//! # dfs-model — Dragonfly Building Records
//!
//! The typed records of the Dragonfly building-energy schema: a [`Model`]
//! of [`Building`]s, each a stack of [`Story`] objects made of [`Room2D`]
//! floor polygons, plus [`ContextShade`] geometry and the window, shading,
//! skylight and extension-property records that hang off them.
//!
//! ## Key Design Principles
//!
//! 1. **Records are plain data.** Every record derives `Serialize` and
//!    `Deserialize`, rejects unknown fields, and carries a `type` tag that
//!    must equal its own name. Records are never mutated by this crate.
//!
//! 2. **Unions dispatch on `type`.** `WindowParameter`, `ShadingParameter`,
//!    `SkylightParameter`, `BoundaryCondition` and `GridParameter` read the
//!    discriminator first and decode only the matching record.
//!
//! 3. **Per-edge lists are checked against the floor polygon.** A Room2D's
//!    `boundary_conditions`, `window_parameters`, `shading_parameters` and
//!    `air_boundaries` must each have one entry per floor edge. See
//!    [`validate_room2d`].
//!
//! 4. **Each type describes itself.** Every record and enum implements
//!    [`SchemaType`](dfs_core::SchemaType); [`registry`] collects them all
//!    for the document generator.
//!
//! ## Crate Policy
//!
//! - Depends only on `dfs-core` internally.
//! - No `unsafe` code.
//! - No `.unwrap()` outside tests.

pub mod building;
pub mod context_shade;
pub mod external;
pub mod identity;
pub mod model;
pub mod properties;
pub mod registry;
pub mod roof;
pub mod room2d;
pub mod shading;
pub mod skylight;
pub mod story;
pub mod window;

// Re-export primary types for ergonomic imports.
pub use building::Building;
pub use context_shade::ContextShade;
pub use external::{Adiabatic, BoundaryCondition, Face3D, Ground, Outdoors, Plane, Surface, Units};
pub use identity::{AutoNumber, Autocalculate, ExternalObject};
pub use model::Model;
pub use properties::{
    BuildingPropertiesAbridged, ContextShadePropertiesAbridged, GridParameter, ModelProperties,
    Room2DPropertiesAbridged, StoryPropertiesAbridged,
};
pub use registry::registry;
pub use roof::RoofSpecification;
pub use room2d::{validate_room2d, Room2D};
pub use shading::{
    ExtrudedBorder, LouversBase, LouversByCount, LouversByDistance, Overhang, ShadingParameter,
};
pub use skylight::{DetailedSkylights, GriddedSkylightArea, GriddedSkylightRatio, SkylightParameter};
pub use story::Story;
pub use window::{
    DetailedWindows, RectangularWindows, RepeatingWindowRatio, SimpleWindowArea,
    SimpleWindowRatio, SingleWindow, WindowParameter,
};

════

Exercise description — For the word "WindowParameter", find all matching lines in the entries above and copy them out.

Reply —
//! 2. **Unions dispatch on `type`.** `WindowParameter`, `ShadingParameter`,
    SimpleWindowRatio, SingleWindow, WindowParameter,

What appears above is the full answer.